3. Respondeu o Magistrado do Ministério Público junto do tribunal a quo à motivação de recurso, pugnando por lhe ser negado provimento.
4. Subidos os autos a este Tribunal da Relação, o Exmº Procurador-Geral Adjunto emitiu parecer no sentido da sua improcedência.
5. Foi cumprido o estabelecido no artigo 417º, nº 2, do CPP, não tendo sido apresentada resposta pelo recorrente.

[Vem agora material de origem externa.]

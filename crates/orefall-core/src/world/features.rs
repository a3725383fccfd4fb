//! Post-generation feature placement - surface tree markers
//!
//! Trees are decorative markers, not tiles: positions live in a global set
//! and are never validated against later grid edits, so removing the ground
//! under a marker leaves it floating. Placement is purely additive; there
//! is no removal path.

use ahash::AHashSet;
use glam::IVec2;

use super::column::ColumnStore;
use super::rng_trait::WorldRng;
use super::worldgen_config::{TreeParams, WorldParams};

/// Tree markers placed on flat ground and flat mountain tops.
#[derive(Debug, Default)]
pub struct TreePlacement {
    positions: AHashSet<IVec2>,
}

impl TreePlacement {
    pub fn new() -> Self {
        Self {
            positions: AHashSet::new(),
        }
    }

    /// Roll tree placement for every eligible column in `start..=end`.
    pub fn place_trees<R: WorldRng>(
        &mut self,
        params: &TreeParams,
        world: &WorldParams,
        columns: &ColumnStore,
        rng: &mut R,
        start: i32,
        end: i32,
    ) {
        for column in start..=end {
            let Some(profile) = columns.mountain(column) else {
                continue;
            };

            // Flat ground, or a continuation of a flat mountain top.
            let eligible = profile.is_surface
                || columns
                    .mountain(column - 1)
                    .is_some_and(|left| left.height == profile.height);
            if !eligible || !rng.chance(params.frequency) {
                continue;
            }

            let row = if profile.is_surface {
                world.surface_level
            } else {
                world.surface_level - profile.height
            };
            self.positions.insert(IVec2::new(column, row));
        }
    }

    pub fn contains(&self, column: i32, row: i32) -> bool {
        self.positions.contains(&IVec2::new(column, row))
    }

    /// All recorded markers.
    pub fn positions(&self) -> &AHashSet<IVec2> {
        &self.positions
    }

    pub fn len(&self) -> usize {
        self.positions.len()
    }

    pub fn is_empty(&self) -> bool {
        self.positions.is_empty()
    }
}
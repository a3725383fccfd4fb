//! Fixed-size tile grid segment

use super::tile::TileKind;

/// One `width x height` block of materialized tiles. Cells default to
/// `TileKind::None` until the store fills them.
#[derive(Debug, Clone)]
pub struct Chunk {
    index: i32,
    width: i32,
    height: i32,
    tiles: Vec<TileKind>,
}

impl Chunk {
    pub fn new(index: i32, width: i32, height: i32) -> Self {
        Self {
            index,
            width,
            height,
            tiles: vec![TileKind::None; (width * height) as usize],
        }
    }

    pub fn index(&self) -> i32 {
        self.index
    }

    /// Tile at local coordinates; out-of-bounds reads are `None`.
    pub fn get(&self, local_column: i32, row: i32) -> TileKind {
        if self.in_bounds(local_column, row) {
            self.tiles[self.cell(local_column, row)]
        } else {
            TileKind::None
        }
    }

    /// Write a cell; out-of-bounds writes are dropped.
    pub fn set(&mut self, local_column: i32, row: i32, kind: TileKind) {
        if self.in_bounds(local_column, row) {
            let cell = self.cell(local_column, row);
            self.tiles[cell] = kind;
        }
    }

    fn in_bounds(&self, local_column: i32, row: i32) -> bool {
        local_column >= 0 && local_column < self.width && row >= 0 && row < self.height
    }

    fn cell(&self, local_column: i32, row: i32) -> usize {
        (row * self.width + local_column) as usize
    }
}
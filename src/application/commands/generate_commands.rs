//! Generation Commands - 生成/重新生成相关命令

use uuid::Uuid;

use crate::domain::generation::{ImageModel, Seed};

/// 生成图像命令
#[derive(Debug, Clone)]
pub struct GenerateImageCommand {
    pub prompt: String,
    /// 未指定时使用配置的默认模型
    pub model: Option<ImageModel>,
    pub requester_id: u64,
}

/// 重新生成命令
#[derive(Debug, Clone)]
pub struct RegenerateImageCommand {
    pub result_id: Uuid,
    pub actor_id: u64,
}

/// 撤销结果命令（重新生成入口被移除）
#[derive(Debug, Clone)]
pub struct RetireResultCommand {
    pub result_id: Uuid,
}

/// 生成结果
#[derive(Debug, Clone)]
pub struct GeneratedImage {
    /// 会话 ID，后续重新生成使用
    pub result_id: Uuid,
    /// 原始图像数据
    pub data: Vec<u8>,
    pub prompt: String,
    pub model: ImageModel,
    pub seed: Seed,
    /// 上游耗时（毫秒）
    pub elapsed_ms: u64,
    pub regenerated: bool,
}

6. Em 07/07/2021, veio o recorrente requerer a desistência do recurso na parte que se reporta ao indeferimento da reclamação apresentada do despacho proferido pelo Ministério Público, em 12/04/021, que indeferiu o requerimento de constituição como arguido na pessoa do seu mandatário, por inutilidade superveniente, uma vez que já foi constituído arguido nos autos aos 28/06/2021, através de carta rogatória.
A desistência foi verificada por despacho de relator, nos termos do artigo 415º, nº 2, do CPP e julgada válida.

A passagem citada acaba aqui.